You think Google is going to continue building Chromium if they can't have Chrome?
???
>Microsoft, Yahoo. You used to be able to run your own before Google platformized email.
So one tech giant instead of the other? What's the difference?
>Yes. Apple Maps is shockingly good. Turns out competition is good.
Great if you're in the apple ecosystem, I guess, but that's, again, switching from one tech giant to another. In this case it would be switching into a company known for building walled-gardens. I don't see how this would improve the situation at all.
>I don't expect consumers to understand this, but I do expect regulators to get it. And I want more regulators to take up the mantle against Google.
Get what? That regulators should go after one tech giant so that their customers are forced to swap to the products of... other tech giants?

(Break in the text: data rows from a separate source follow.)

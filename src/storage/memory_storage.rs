use crate::{
    error::{Result, TaskifyError},
    storage::Storage,
};
use async_trait::async_trait;
use std::{
    collections::HashMap,
    sync::{
        atomic::{AtomicBool, Ordering},
        Mutex,
    },
};

/// In-process storage backend
#[derive(Debug, Default)]
pub struct MemoryStorage {
    values: Mutex<HashMap<String, String>>,
    read_only: AtomicBool,
}

impl MemoryStorage {
    pub fn new() -> Self {
        Self::default()
    }

    /// Creates a backend pre-seeded with one value
    pub fn with_value(key: &str, value: &str) -> Self {
        let storage = Self::new();
        if let Ok(mut values) = storage.values.lock() {
            values.insert(key.to_string(), value.to_string());
        }
        storage
    }

    /// While read-only, every write fails like a full or locked store would
    pub fn set_read_only(&self, read_only: bool) {
        self.read_only.store(read_only, Ordering::SeqCst);
    }

    fn poisoned() -> TaskifyError {
        TaskifyError::Storage("memory storage lock poisoned".to_string())
    }
}

#[async_trait]
impl Storage for MemoryStorage {
    async fn read(&self, key: &str) -> Result<Option<String>> {
        let values = self.values.lock().map_err(|_| Self::poisoned())?;
        Ok(values.get(key).cloned())
    }

    async fn write(&self, key: &str, value: &str) -> Result<()> {
        if self.read_only.load(Ordering::SeqCst) {
            return Err(TaskifyError::Storage(format!(
                "storage is read-only, cannot write '{}'",
                key
            )));
        }
        let mut values = self.values.lock().map_err(|_| Self::poisoned())?;
        values.insert(key.to_string(), value.to_string());
        Ok(())
    }
}
use crate::{
    error::{Result, TaskifyError},
    storage::{is_valid_key, Storage},
};
use async_trait::async_trait;
use std::path::{Path, PathBuf};
use tokio::fs;
use tracing::debug;

/// File-based storage: one JSON file per key under `<project>/.taskify`
pub struct FileStorage {
    root_path: PathBuf,
}

impl FileStorage {
    pub const DATA_DIR: &'static str = ".taskify";

    /// Creates a new FileStorage instance for the given project root
    pub fn new(project_root: impl AsRef<Path>) -> Self {
        Self {
            root_path: project_root.as_ref().join(Self::DATA_DIR),
        }
    }

    /// Directory holding the stored files
    pub fn data_dir(&self) -> &Path {
        &self.root_path
    }

    fn value_file(&self, key: &str) -> Result<PathBuf> {
        if !is_valid_key(key) {
            return Err(TaskifyError::Storage(format!("invalid storage key '{}'", key)));
        }
        Ok(self.root_path.join(format!("{}.json", key)))
    }

    async fn ensure_directory_exists(&self, path: &Path) -> Result<()> {
        if !path.exists() {
            fs::create_dir_all(path).await?;
        }
        Ok(())
    }
}

#[async_trait]
impl Storage for FileStorage {
    async fn read(&self, key: &str) -> Result<Option<String>> {
        let file_path = self.value_file(key)?;

        if !file_path.exists() {
            return Ok(None);
        }

        let contents = fs::read_to_string(&file_path).await?;
        debug!(path = %file_path.display(), bytes = contents.len(), "read stored value");
        Ok(Some(contents))
    }

    async fn write(&self, key: &str, value: &str) -> Result<()> {
        let file_path = self.value_file(key)?;
        self.ensure_directory_exists(&self.root_path).await?;

        // Replace atomically; the previous value survives a failed write.
        let tmp_path = file_path.with_extension("json.tmp");
        fs::write(&tmp_path, value).await?;
        fs::rename(&tmp_path, &file_path).await?;

        debug!(path = %file_path.display(), bytes = value.len(), "wrote stored value");
        Ok(())
    }
}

I'm not here to defend Google, but I feel like you might want to think about this some more. Your answers basically just suggested other tech giants or Brave (which relies on Google still contributing to chromium). Being stuck in Apple's walled garden doesn't sound great to me considering how expensive all their stuff is.
There definitely isn't a YouTube replacement. You might say that there are video sites and that's true, but there aren't any that also offer 55% of the revenue to the creator, let alone that being enough to really have a creator economy.
Most browsers these days are Chromium based or are essentially funded by these big tech companies (eg Mozilla).
Google search and translate do have alternatives, especially these days with LLMs doing a lot of the latter.
What are some of the free email providers? I'm genuinely curious, because I know some exist, but I'm unfamiliar with most of them.
Are the free Maps alternatives good?